前置知识点：平衡树合并: CF文章 与维基百科

看上去这题有很多人用线段树分裂与合并去做，其实这种需要分裂和合并的，我们用文艺平衡树去维护区间信息是最容易写的。

考虑本题的特殊性，值域并不是很大，所以其实我们可以为每种值开一棵文艺平衡树，而平衡树维护的值为下标序列，即对应的某个值的所有下标组成了一棵平衡树。而将某个范围内的值覆盖成另一个值，我们可以利用 FHQ 的分裂，传统性的拿到 $root[x]\mathrm{的}[l,r]$ 上的平衡树，然后合并到 $root[y]$ 对应的平衡树即可。

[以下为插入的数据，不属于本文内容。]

/// Numeric helpers shared by the engines and evaluators.
pub mod calc;

/// Support / resistance levels from every timeframe.
pub mod key_levels;

/// Per-timeframe trend classification and cross-timeframe confluence.
pub mod multi_timeframe;

/// Candle based order flow estimation.
pub mod order_flow;

/// Volume at price distribution of the 1h timeframe.
pub mod volume_profile;
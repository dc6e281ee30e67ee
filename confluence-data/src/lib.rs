//! Confluence Data - venue integrations for the confluence signal pipeline
//!
//! Each venue implements [`Venue`], which extends the core
//! [`MarketDataProvider`](confluence_core::MarketDataProvider) with prices, 24h tickers,
//! live kline streams and credential checks. Use [`create_venue`] to construct the venue
//! named by a [`VenueConfig`].

/// Binance spot REST and kline WebSocket integration.
pub mod binance;

/// All errors generated in `confluence-data`.
pub mod error;

/// [`Venue`] interface, configuration and factory.
pub mod venue;

pub use binance::Binance;
pub use error::VenueError;
pub use venue::{
    KlineSubscription, SubscriptionId, Ticker24h, Venue, VenueConfig, VenueName, create_venue,
};
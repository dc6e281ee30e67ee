use crate::{
    analysis::{
        calc::bin_size_for_price, key_levels::KeyLevels, multi_timeframe::MultiTimeframeAnalysis,
        order_flow::OrderFlowData, volume_profile::VolumeProfile,
    },
    candle::{CandleSet, Timeframe},
    error::AnalysisError,
};
use derive_more::Display;
use serde::{Deserialize, Serialize};
use thiserror::Error;
use tracing::warn;

/// Grid evaluator for range bound markets.
pub mod grid;

/// Failed breakout reversal evaluator.
pub mod mean_reversion;

/// Daily / 4h trend-following evaluator.
pub mod trend;

pub use grid::GridTrading;
pub use mean_reversion::MeanReversion;
pub use trend::TrendFollowing;

/// Confidence of every Flat fallback result.
pub const FLAT_CONFIDENCE: f64 = 0.1;

#[derive(
    Debug, Display, Clone, Copy, PartialEq, Eq, PartialOrd, Ord, Hash, Deserialize, Serialize,
)]
#[serde(rename_all = "snake_case")]
pub enum StrategyId {
    #[display("trend_following")]
    TrendFollowing,
    #[display("grid")]
    Grid,
    #[display("mean_reversion")]
    MeanReversion,
}

impl StrategyId {
    /// Evaluator declaration order, used to break confidence ties.
    pub const ALL: [StrategyId; 3] = [
        StrategyId::TrendFollowing,
        StrategyId::Grid,
        StrategyId::MeanReversion,
    ];
}

#[derive(Debug, Display, Clone, Copy, PartialEq, Eq, Hash, Deserialize, Serialize)]
pub enum SignalSide {
    Long,
    Short,
    Flat,
}

#[derive(Debug, Display, Clone, Copy, PartialEq, Eq, Hash, Deserialize, Serialize)]
pub enum MarketState {
    Balanced,
    #[display("Out of Balance")]
    #[serde(rename = "Out of Balance")]
    OutOfBalance,
}

#[derive(Debug, Display, Clone, Copy, PartialEq, Eq, Hash, Deserialize, Serialize)]
pub enum Setup {
    #[display("Trend Model")]
    #[serde(rename = "Trend Model")]
    TrendModel,
    #[display("Grid Trading")]
    #[serde(rename = "Grid Trading")]
    GridTrading,
    #[display("Mean Reversion")]
    #[serde(rename = "Mean Reversion")]
    MeanReversion,
    None,
}

/// Independent directional recommendation of one evaluator.
#[derive(Debug, Clone, PartialEq, Deserialize, Serialize)]
pub struct StrategyResult {
    pub strategy: StrategyId,
    pub signal: SignalSide,
    pub confidence: f64,
    pub entry: f64,
    pub stop_loss: f64,
    pub target: f64,
    pub reason: String,
    pub setup: Setup,
    pub market_state: MarketState,
}

impl StrategyResult {
    /// Flat fallback: entry is the last 1h close (0 when unavailable), no stop or target.
    pub fn flat<S>(strategy: StrategyId, input: &AnalysisBundle, reason: S) -> Self
    where
        S: Into<String>,
    {
        Self {
            strategy,
            signal: SignalSide::Flat,
            confidence: FLAT_CONFIDENCE,
            entry: input.current_price().unwrap_or(0.0),
            stop_loss: 0.0,
            target: 0.0,
            reason: reason.into(),
            setup: Setup::None,
            market_state: MarketState::Balanced,
        }
    }

    /// Reject results carrying NaN or infinite prices.
    pub fn ensure_finite(self) -> Result<Self, StrategyError> {
        let fields = [
            ("confidence", self.confidence),
            ("entry", self.entry),
            ("stop_loss", self.stop_loss),
            ("target", self.target),
        ];

        match fields.into_iter().find(|(_, value)| !value.is_finite()) {
            Some((field, _)) => Err(StrategyError::NonFinite(field)),
            None => Ok(self),
        }
    }
}

/// Faults raised inside an evaluator. Never escape [`Strategy::generate`].
#[derive(Debug, Clone, Eq, PartialEq, Hash, Error)]
pub enum StrategyError {
    #[error("computed {0} is not a finite number")]
    NonFinite(&'static str),

    #[error("no {0} candles available")]
    MissingData(Timeframe),

    #[error("degenerate input: {0}")]
    Degenerate(String),
}

/// Shared, immutable input of every evaluator.
#[derive(Debug, Clone, PartialEq)]
pub struct AnalysisBundle {
    pub symbol: String,
    pub venue: String,
    pub candles: CandleSet,
    pub volume_profile: VolumeProfile,
    pub order_flow: OrderFlowData,
    pub multi_timeframe: MultiTimeframeAnalysis,
    pub key_levels: KeyLevels,
}

impl AnalysisBundle {
    /// Run every analysis engine over `candles`.
    ///
    /// Fails with [`AnalysisError::InvalidInput`] when the 1h timeframe is empty, since
    /// both the volume profile and the order flow require it.
    pub fn build<S, V>(symbol: S, venue: V, candles: CandleSet) -> Result<Self, AnalysisError>
    where
        S: Into<String>,
        V: Into<String>,
    {
        let hourly = candles.get(Timeframe::H1);
        let latest_close = hourly.last().map(|c| c.close).ok_or_else(|| {
            AnalysisError::InvalidInput("no 1h candles available for analysis".to_string())
        })?;

        let volume_profile = VolumeProfile::calculate(hourly, bin_size_for_price(latest_close))?;
        let order_flow = OrderFlowData::analyze(hourly)?;
        let multi_timeframe = MultiTimeframeAnalysis::analyze(&candles);
        let key_levels = KeyLevels::detect(&volume_profile, &candles);

        Ok(Self {
            symbol: symbol.into(),
            venue: venue.into(),
            candles,
            volume_profile,
            order_flow,
            multi_timeframe,
            key_levels,
        })
    }

    /// Last 1h close.
    pub fn current_price(&self) -> Option<f64> {
        self.candles.last(Timeframe::H1).map(|c| c.close)
    }

    /// Last 1h close, as an evaluator fault when missing.
    pub fn require_current_price(&self) -> Result<f64, StrategyError> {
        self.current_price()
            .ok_or(StrategyError::MissingData(Timeframe::H1))
    }
}

/// A side-effect free evaluator producing one [`StrategyResult`] per call.
pub trait Strategy: Send + Sync {
    fn id(&self) -> StrategyId;

    /// Evaluate the bundle. Insufficient data is answered with a Flat result; an `Err`
    /// is reserved for faults.
    fn evaluate(&self, input: &AnalysisBundle) -> Result<StrategyResult, StrategyError>;

    /// Evaluate, converting any fault into a Flat result carrying the fault text.
    fn generate(&self, input: &AnalysisBundle) -> StrategyResult {
        match self.evaluate(input).and_then(StrategyResult::ensure_finite) {
            Ok(result) => result,
            Err(error) => {
                warn!(
                    strategy = %self.id(),
                    symbol = %input.symbol,
                    %error,
                    "strategy evaluation failed, falling back to Flat"
                );
                StrategyResult::flat(self.id(), input, format!("Strategy error: {error}"))
            }
        }
    }
}

/// The three evaluators in declaration order.
pub fn default_strategies() -> Vec<Box<dyn Strategy>> {
    vec![
        Box::new(TrendFollowing),
        Box::new(GridTrading),
        Box::new(MeanReversion),
    ]
}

类似这题：梦幻布丁，我们也可以考虑启发式合并平衡树去做。不过更重要的是跟这题差不多的分析思想，考虑最坏的情况，就是 $[1,n]$ 上反复做操作，对 $[l,r]$ 上反复做操作也同理分析。很显然，每次操作要么不影响 $[l,r]$ 的颜色情况，要么减少一种颜色情况。不变的要么不存在这种颜色，要么这种颜色变成了另一种也不存在的颜色，这两种情况都是 $O(1)$ 的。考虑后者情况，很显然，它变成了梦幻布丁那题，同样的分析技巧容易知道，总操作上限复杂度不会超过：$n\log n$ 的，因为每次如果每次至少减少一种颜色，那么也最多减少了 $99$ 次，而它们的树节点总个数和为 $n$ 个节点。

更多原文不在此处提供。